ヨーロッパ横断鉄道旅行-第6弾(ベルリン→ミュンヘン)(2)

ボン・デュッセルドルフ行き特急(ベルリン駅)
3日目

ベルリン→ハノーファー

 朝、Sバーンでベルリン中央駅に向かう。前述の通り、高架ホームは東西に伸び、地下ホームは南北に伸びている。高架ホームの中でも、Sバーンは北側、近郊列車・長距離列車は南側のホームから発着する。屋根や壁はガラス張りだから、この日のように晴れていると、照明がなくても十分に明るい。

 8時40分過ぎ、ボン・デュッセルドルフ行きの特急が入線する。この列車はICE(Inter City Express)と呼ばれる高速列車で、日本なら新幹線に該当するが、新幹線とは異なる点も多いので、それは順次見ていくことにする。
 まず、新幹線との大きな違いを2つ挙げておくと、必ずしも専用ホームがないことと、特急料金がないことだ。
 専用ホームの有無は駅によって異なるが、少なくともベルリン中央駅には専用ホームが無く、他の長距離列車などと同じホームに入線する。また、IC/ECと同様に特急料金が存在しないので、乗車券さえあれば乗ることができる。従って、指定席もほとんどない。
 次に車内の様子だが、1等車では、座席は他の特急列車と同様に1列+2列で構成されており、かなりゆったりしている。内装は真新しく、落ち着いた雰囲気がある。他の特急と比べても、さらにリッチな気分になれる。

 8時50分、ICEが発車する。Sバーンに並走して(正確にはSバーンとは別の線路で、ルートも多少異なる)ゆっくりと西に向かい、ツォーやシャルロッテンブルクを通過する。そして、ヴェストクロイツの近くで南西(ポツダム)方面に向かう線路と分岐して北西に進み、9時2分、シュパンダウに停車する。シュパンダウは、ベルリン西部にあるSバーンやUバーンの発着駅で、ベルリン市内路線はここで終わる。

 ベルリンの郊外には、農地や森・草原が広がる。西に向けてほぼ一直線に伸びている線路は、実は一般路線とICE専用線が並走している。日本で言うと、山形・秋田新幹線のような「整備新幹線」のイメージに近い。しかし、例えば市街地では一般路線を走り、郊外では専用線を走るという線路の切り替えを行うところが、日本の新幹線とは異なるところだ。

 専用線に入った列車は、ぐんぐんスピードを上げる。
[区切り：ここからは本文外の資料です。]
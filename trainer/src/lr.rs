use log::{debug, warn};

use crate::optimization::Optimizer;

/// The learning rate as a function of the iteration.
///
/// A linear warm-up up to `init_lr`, a plateau at `init_lr` and a constant
/// `final_lr` tail.
#[derive(Debug, Clone)]
pub struct LrSchedule {
    init_lr: f64,
    final_lr: f64,
    warmup_iters: u64,
    plateau_iters: u64,
    last_iteration: Option<u64>,
    last_applied: Option<f32>,
}

impl LrSchedule {
    /// Creates a new `LrSchedule`.
    ///
    /// # Arguments
    /// * `init_lr` - The rate reached at the end of the warm-up.
    /// * `final_lr` - The rate used after the plateau.
    /// * `warmup_iters` - The length of the warm-up, zero disables it.
    /// * `plateau_iters` - The last iteration using `init_lr`.
    ///
    /// # Returns
    /// A new `LrSchedule` that hasn't written any rate yet.
    pub fn new(init_lr: f64, final_lr: f64, warmup_iters: u64, plateau_iters: u64) -> Self {
        Self {
            init_lr,
            final_lr,
            warmup_iters,
            plateau_iters,
            last_iteration: None,
            last_applied: None,
        }
    }

    /// Computes the learning rate for `iteration`, 1-based.
    pub fn lr_at(&self, iteration: u64) -> f32 {
        let lr = if iteration <= self.warmup_iters {
            let n = self.warmup_iters;
            let start = self.init_lr / n.max(1) as f64;

            let lr = if n <= 1 {
                start
            } else {
                let k = iteration.max(1) - 1;
                start + (self.init_lr - start) * k as f64 / (n - 1) as f64
            };

            round_digits(lr, 10)
        } else if iteration <= self.plateau_iters {
            self.init_lr
        } else {
            self.final_lr
        };

        lr as f32
    }

    /// Writes the rate for `iteration` into every parameter group of `optimizer`.
    ///
    /// Nothing is written if the rate didn't change since the last write, or
    /// if `iteration` doesn't come after the previously applied one.
    ///
    /// # Returns
    /// Whether the optimizer was written.
    pub fn apply<O>(&mut self, iteration: u64, optimizer: &mut O) -> bool
    where
        O: Optimizer + ?Sized,
    {
        if let Some(last) = self.last_iteration {
            if iteration <= last {
                warn!(iteration = iteration, last = last; "ignoring non increasing lr schedule iteration");
                return false;
            }
        }

        self.last_iteration = Some(iteration);
        let lr = self.lr_at(iteration);

        if self.last_applied == Some(lr) {
            return false;
        }

        for group in optimizer.param_groups_mut() {
            group.lr = lr;
        }

        debug!(iteration = iteration; "learning rate set to {lr}");
        self.last_applied = Some(lr);
        true
    }
}

fn round_digits(value: f64, digits: i32) -> f64 {
    let scale = 10f64.powi(digits);
    (value * scale).round() / scale
}

#[cfg(test)]
mod tests {
    use super::*;
    use crate::optimization::{Adam, GradientDescent, ParamGroup};

    #[test]
    fn warmup_endpoints() {
        let schedule = LrSchedule::new(1e-3, 5e-5, 100, 1000);

        assert!((schedule.lr_at(1) - 1e-5).abs() < 1e-12);
        assert!((schedule.lr_at(100) - 1e-3).abs() < 1e-9);
        assert!((schedule.lr_at(50) - (1e-5 + (1e-3 - 1e-5) * 49. / 99.) as f32).abs() < 1e-9);
    }

    #[test]
    fn plateau_then_tail() {
        let schedule = LrSchedule::new(1e-3, 5e-5, 10, 20);

        assert_eq!(schedule.lr_at(11), 1e-3);
        assert_eq!(schedule.lr_at(20), 1e-3);
        assert_eq!(schedule.lr_at(21), 5e-5);
        assert_eq!(schedule.lr_at(10_000), 5e-5);
    }

    #[test]
    fn single_step_warmup_yields_init_lr() {
        let schedule = LrSchedule::new(2e-3, 1e-4, 1, 5);
        assert_eq!(schedule.lr_at(1), 2e-3);
    }

    #[test]
    fn writes_only_when_the_rate_changes() {
        let mut schedule = LrSchedule::new(1e-3, 5e-5, 4, 8);
        let mut optimizer = GradientDescent::new(2, 0.0);

        let writes: Vec<_> = (1..=12)
            .map(|i| schedule.apply(i, &mut optimizer))
            .collect();

        // Warm-up changes every step, the plateau and tail write once each.
        let expected = [
            true, true, true, true, false, false, false, false, true, false, false, false,
        ];
        assert_eq!(writes, expected);
        assert_eq!(optimizer.param_groups()[0].lr, 5e-5);
    }

    #[test]
    fn repeated_iteration_is_ignored() {
        let mut schedule = LrSchedule::new(1e-3, 5e-5, 4, 8);
        let mut optimizer = GradientDescent::new(1, 0.0);

        assert!(schedule.apply(2, &mut optimizer));
        optimizer.param_groups_mut()[0].lr = 42.0;

        assert!(!schedule.apply(2, &mut optimizer));
        assert!(!schedule.apply(1, &mut optimizer));
        assert_eq!(optimizer.param_groups()[0].lr, 42.0);
    }

    #[test]
    fn every_group_is_written() {
        let groups = vec![ParamGroup::new(0..2, 1.0), ParamGroup::new(2..4, 2.0)];
        let mut optimizer = Adam::grouped(groups, 0.9, 0.999, 1e-8);
        let mut schedule = LrSchedule::new(1e-3, 5e-5, 0, 10);

        assert!(schedule.apply(1, &mut optimizer));
        assert!(optimizer.param_groups().iter().all(|group| group.lr == 1e-3));
    }
}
天井に設置されたモニターに時速が表示される。既に時速200kmを超えている。広大な風力発電所を通過する。
 スピードは上がる一方だ。ついに時速250kmを超えた。このハイスピードのままエルベ川を渡り、シュテンダールの町を通過する(正確には、ICE専用線は町を迂回している)。
 しかし、スピードはこれ以上上がることなく、ヴォルフスブルクの町を通過する。見覚えのあるVとWのロゴがそこかしこに見える。それもそのはず。ヴォルフスブルクは、フォルクスワーゲンの本拠地なのである。
 ここから先は一般路線に復帰するのだが、それでもスピードは時速100km~200kmの間を上下している。ハノーファー東郊の町・レーアテで、四方から来た線路と合流し、巨大な貨物基地を通過する。ここからはハノーファー市内路線に入るため、スピードは漸減する。大きな市街地に入る。
 10時25分、ハノーファー中央駅に停車する。私はここで下車するが、この列車はさらに西に進み、ドルトムントで二つに分割され、一つは古都・ボンヘ、もう一つはデュッセルドルフに向かうことになる。